A redução de 5,2% no preço da gasolina tipo “A”, anunciada pela Petrobras nesta semana, ainda não foi totalmente sentida pelos consumidores em Pelotas. Apesar da expectativa de queda nas bombas, o repasse tende a ser menor e pode levar alguns dias para ocorrer, segundo especialistas e representantes do setor.
Segundo a Petrobras, o reajuste representa uma redução de R$ 0,14 por litro na venda às distribuidoras. No entanto, o economista e professor da Universidade Federal do Rio Grande (Furg), Eduardo Tillmann, destaca que o valor anunciado se refere à gasolina tipo A, produto que sai das refinarias e não é comercializado diretamente ao consumidor.

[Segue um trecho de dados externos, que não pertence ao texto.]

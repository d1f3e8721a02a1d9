//! API error types and handling.

use axum::{
    Json,
    http::StatusCode,
    response::{IntoResponse, Response},
};
use notas::NotasError;
use serde::Serialize;

/// API error type.
#[derive(Debug)]
pub enum ApiError {
    /// The grade dataset could not be loaded.
    DatasetUnavailable(String),
    /// Internal server error.
    Internal(String),
    /// Error from the notas library.
    Notas(NotasError),
}

#[derive(Serialize)]
struct ErrorResponse {
    error: String,
    message: String,
}

impl ApiError {
    pub fn status(&self) -> StatusCode {
        match self {
            ApiError::DatasetUnavailable(_) => StatusCode::SERVICE_UNAVAILABLE,
            ApiError::Internal(_) => StatusCode::INTERNAL_SERVER_ERROR,
            ApiError::Notas(e) => notas_status(e),
        }
    }

    fn code(&self) -> &'static str {
        match self {
            ApiError::DatasetUnavailable(_) => "dataset_unavailable",
            ApiError::Internal(_) => "internal",
            ApiError::Notas(NotasError::Query(_)) => "invalid_query",
            ApiError::Notas(NotasError::NoRecords(_)) => "not_found",
            ApiError::Notas(NotasError::MultipleStudents { .. }) => "ambiguous",
            ApiError::Notas(_) => "notas_error",
        }
    }
}

/// HTTP status for a library error.
pub fn notas_status(err: &NotasError) -> StatusCode {
    match err {
        NotasError::Query(_) => StatusCode::BAD_REQUEST,
        NotasError::NoRecords(_) => StatusCode::NOT_FOUND,
        NotasError::MultipleStudents { .. } => StatusCode::CONFLICT,
        NotasError::DatasetNotFound(_)
        | NotasError::Io { .. }
        | NotasError::Csv(_)
        | NotasError::Spreadsheet(_)
        | NotasError::SheetNotFound { .. }
        | NotasError::MissingColumn(_)
        | NotasError::EmptyData(_) => StatusCode::SERVICE_UNAVAILABLE,
        _ => StatusCode::INTERNAL_SERVER_ERROR,
    }
}

impl IntoResponse for ApiError {
    fn into_response(self) -> Response {
        let status = self.status();
        let error = self.code().to_string();
        let message = match self {
            ApiError::DatasetUnavailable(msg) | ApiError::Internal(msg) => msg,
            ApiError::Notas(e) => e.to_string(),
        };

        (status, Json(ErrorResponse { error, message })).into_response()
    }
}

impl From<NotasError> for ApiError {
    fn from(err: NotasError) -> Self {
        ApiError::Notas(err)
    }
}

impl std::fmt::Display for ApiError {
    fn fmt(&self, f: &mut std::fmt::Formatter<'_>) -> std::fmt::Result {
        match self {
            ApiError::DatasetUnavailable(msg) => write!(f, "Dataset unavailable: {}", msg),
            ApiError::Internal(msg) => write!(f, "Internal error: {}", msg),
            ApiError::Notas(e) => write!(f, "Notas error: {}", e),
        }
    }
}

impl std::error::Error for ApiError {}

“A gasolina que abastece os veículos é a gasolina [tipo] “C”, que tem cerca de 27% de etanol anidro. Então a redução não é integral, ela é proporcional à parcela de gasolina A presente na mistura”, explica Tillmann.
Outros custos
Além disso, outros custos influenciam diretamente no preço final, como impostos – sobretudo, o Imposto sobre Circulação de Mercadorias e Serviços (ICMS) –, custos trabalhistas, logística, transporte, pedágios e a margem de lucro dos postos.
Estoque dos postos
Outro fator importante é o estoque já adquirido pelos postos. Tillmann ressalta que, em geral, os revendedores aguardam a venda do combustível comprado a preços mais altos antes de aplicar reduções. “É uma forma de preservar a margem de operação. Por isso existe um atraso natural entre o anúncio da Petrobras e o repasse ao consumidor”.

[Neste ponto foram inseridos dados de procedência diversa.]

//! Query classification: identifier-shaped vs name-shaped searches.

use once_cell::sync::Lazy;
use regex::Regex;
use serde::{Deserialize, Serialize};

use crate::error::QueryError;

/// Student identifier format, e.g. `25-0022-02`.
static STUDENT_ID: Lazy<Regex> =
    Lazy::new(|| Regex::new(r"^[0-9]{2}-[0-9]{4}-[0-9]{2}$").expect("valid student id regex"));

/// How a raw query is validated and matched.
#[derive(Debug, Clone, Copy, Default, PartialEq, Eq, Serialize, Deserialize)]
#[serde(rename_all = "lowercase")]
pub enum MatchMode {
    /// Digit + hyphen means identifier, anything else is a name; both are
    /// case-insensitive substring matches.
    #[default]
    Loose,
    /// Only full `DD-DDDD-DD` identifiers are accepted, matched exactly.
    Strict,
}

impl std::str::FromStr for MatchMode {
    type Err = String;

    fn from_str(s: &str) -> Result<Self, Self::Err> {
        match s.to_lowercase().as_str() {
            "loose" => Ok(MatchMode::Loose),
            "strict" => Ok(MatchMode::Strict),
            _ => Err(format!("Unknown match mode: {}. Use loose or strict.", s)),
        }
    }
}

impl std::fmt::Display for MatchMode {
    fn fmt(&self, f: &mut std::fmt::Formatter<'_>) -> std::fmt::Result {
        match self {
            MatchMode::Loose => write!(f, "loose"),
            MatchMode::Strict => write!(f, "strict"),
        }
    }
}

/// Which column a query targets.
#[derive(Debug, Clone, Copy, PartialEq, Eq, Serialize, Deserialize)]
#[serde(rename_all = "snake_case")]
pub enum QueryKind {
    Identifier,
    Name,
}

/// A trimmed, classified search string.
#[derive(Debug, Clone, PartialEq, Eq, Serialize, Deserialize)]
pub struct Query {
    pub text: String,
    pub kind: QueryKind,
}

impl Query {
    /// Trim and classify `raw` under `mode`.
    pub fn parse(raw: &str, mode: MatchMode) -> Result<Self, QueryError> {
        let text = raw.trim();
        if text.is_empty() {
            return Err(QueryError::Empty);
        }

        let kind = match mode {
            MatchMode::Loose if looks_like_identifier(text) => QueryKind::Identifier,
            MatchMode::Loose => QueryKind::Name,
            MatchMode::Strict if is_student_id(text) => QueryKind::Identifier,
            MatchMode::Strict => return Err(QueryError::InvalidIdentifier(text.to_string())),
        };

        Ok(Self {
            text: text.to_string(),
            kind,
        })
    }
}

/// Full match against the `DD-DDDD-DD` identifier format.
pub fn is_student_id(text: &str) -> bool {
    STUDENT_ID.is_match(text)
}

/// Loose heuristic: at least one digit and a hyphen.
pub fn looks_like_identifier(text: &str) -> bool {
    text.chars().any(|c| c.is_ascii_digit()) && text.contains('-')
}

Queda deve aparecer a partir desta quinta-feira
Na prática, essa dinâmica já é percebida nos postos da cidade. O gerente de um posto localizado na avenida Bento Gonçalves, Diego Vieira, afirma que a redução ainda não foi totalmente aplicada, mas deve aparecer nos próximos dias. “Até quinta-feira (29) o desconto deve estar completo”, diz.

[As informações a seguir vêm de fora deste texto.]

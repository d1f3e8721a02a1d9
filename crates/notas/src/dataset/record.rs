//! Grade records and the loaded gradebook.

use serde::{Deserialize, Serialize};

use crate::error::Result;
use crate::input::{DataTable, SourceMetadata};
use super::columns::{ColumnMap, ColumnNames, Field};

/// One row of the grade dataset: one student in one subject.
#[derive(Debug, Clone, PartialEq, Eq, Serialize, Deserialize)]
pub struct GradeRecord {
    /// Zero-based data row index in the source (header excluded).
    pub row: usize,
    pub student_id: String,
    pub student_name: String,
    pub program: String,
    pub subject: String,
    pub instructor: String,
    /// Numeric text, or a sentinel such as `SD`/`NSP`.
    pub final_grade: String,
    pub special_grade: String,
    pub year: String,
    pub term: String,
    pub regime: String,
}

impl GradeRecord {
    fn from_row(row_index: usize, row: &[String], map: &ColumnMap) -> Self {
        let cell = |field: Field| {
            row.get(map.position(field))
                .map(|value| value.trim().to_string())
                .unwrap_or_default()
        };

        Self {
            row: row_index,
            student_id: cell(Field::Id),
            student_name: cell(Field::Name),
            program: cell(Field::Program),
            subject: cell(Field::Subject),
            instructor: cell(Field::Instructor),
            final_grade: cell(Field::FinalGrade),
            special_grade: cell(Field::SpecialGrade),
            year: cell(Field::Year),
            term: cell(Field::Term),
            regime: cell(Field::Regime),
        }
    }
}

/// The read-only grade dataset, in source row order.
#[derive(Debug, Clone)]
pub struct Gradebook {
    /// Where the rows came from; `None` for in-memory gradebooks.
    pub source: Option<SourceMetadata>,
    /// Normalized header row of the source.
    pub headers: Vec<String>,
    /// Records in original row order.
    pub records: Vec<GradeRecord>,
    /// Value that stands in for empty cells.
    pub placeholder: String,
}

impl Gradebook {
    /// Map a raw table onto grade records.
    ///
    /// Blank cells are replaced with `placeholder` and every cell is trimmed.
    pub fn from_table(
        mut table: DataTable,
        source: Option<SourceMetadata>,
        columns: &ColumnNames,
        placeholder: &str,
    ) -> Result<Self> {
        let map = ColumnMap::resolve(&table.headers, columns)?;
        table.fill_missing(placeholder);

        let records: Vec<GradeRecord> = table
            .rows
            .iter()
            .enumerate()
            .map(|(i, row)| GradeRecord::from_row(i, row, &map))
            .collect();

        Ok(Self {
            source,
            headers: table.headers,
            records,
            placeholder: placeholder.to_string(),
        })
    }

    /// Build a gradebook directly from records, with no backing file.
    pub fn from_records(records: Vec<GradeRecord>, placeholder: &str) -> Self {
        let headers = ColumnNames::default()
            .entries()
            .map(|(_, header)| header.to_string())
            .collect();

        Self {
            source: None,
            headers,
            records,
            placeholder: placeholder.to_string(),
        }
    }

    pub fn len(&self) -> usize {
        self.records.len()
    }

    pub fn is_empty(&self) -> bool {
        self.records.is_empty()
    }

    /// Number of distinct student identifiers.
    pub fn student_count(&self) -> usize {
        let mut ids: Vec<&str> = self.records.iter().map(|r| r.student_id.as_str()).collect();
        ids.sort_unstable();
        ids.dedup();
        ids.len()
    }
}

#[cfg(test)]
mod tests {
    use super::*;
    use crate::error::NotasError;

    fn strings(values: &[&str]) -> Vec<String> {
        values.iter().map(|s| s.to_string()).collect()
    }

    fn table() -> DataTable {
        let headers = ColumnNames::default()
            .entries()
            .map(|(_, h)| h.to_string())
            .collect();
        DataTable::new(
            headers,
            vec![
                strings(&[
                    "25-0022-02", "Juan Pérez", "Ingeniería", "Cálculo I", "M. López", "75", "",
                    "2025", "I", "Diurno",
                ]),
                strings(&[
                    "25-0022-02", "Juan Pérez", "Ingeniería", "Física I", "R. Díaz", " 45 ", "62",
                    "2025", "I", "Diurno",
                ]),
            ],
        )
    }

    #[test]
    fn test_from_table_maps_fields_and_fills_missing() {
        let book = Gradebook::from_table(table(), None, &ColumnNames::default(), "-").unwrap();

        assert_eq!(book.len(), 2);
        let first = &book.records[0];
        assert_eq!(first.row, 0);
        assert_eq!(first.student_name, "Juan Pérez");
        assert_eq!(first.subject, "Cálculo I");
        assert_eq!(first.special_grade, "-");

        let second = &book.records[1];
        assert_eq!(second.row, 1);
        assert_eq!(second.final_grade, "45");
        assert_eq!(second.special_grade, "62");
        assert_eq!(book.student_count(), 1);
    }

    #[test]
    fn test_from_table_accepts_header_only() {
        let empty = DataTable::new(table().headers, Vec::new());
        let book = Gradebook::from_table(empty, None, &ColumnNames::default(), "").unwrap();
        assert!(book.is_empty());
        assert_eq!(book.student_count(), 0);
    }

    #[test]
    fn test_from_table_requires_columns() {
        let table = DataTable::new(strings(&["N° Carnet"]), vec![strings(&["25-0022-02"])]);
        let err = Gradebook::from_table(table, None, &ColumnNames::default(), "").unwrap_err();
        assert!(matches!(err, NotasError::MissingColumn(_)));
    }
}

Segundo ele, nem sempre é possível aplicar imediatamente os reajustes. “A gasolina que está no tanque já foi comprada e quitada. Então a gente trabalha com esse estoque. Quando o novo combustível chega mais barato, aí sim dá para baixar”, explica.
Cada posto faz seu preço
O Procon Pelotas informa que não há obrigatoriedade legal para o repasse das reduções, pois os preços dos combustíveis são livres e cada posto define seus valores conforme custos, contratos e margem de lucro. A última pesquisa do Procon não identificou nenhuma redução após o anúncio da Petrobras. A próxima pesquisa de preços está prevista para o dia 13 de fevereiro e deve indicar se a redução foi captada no município.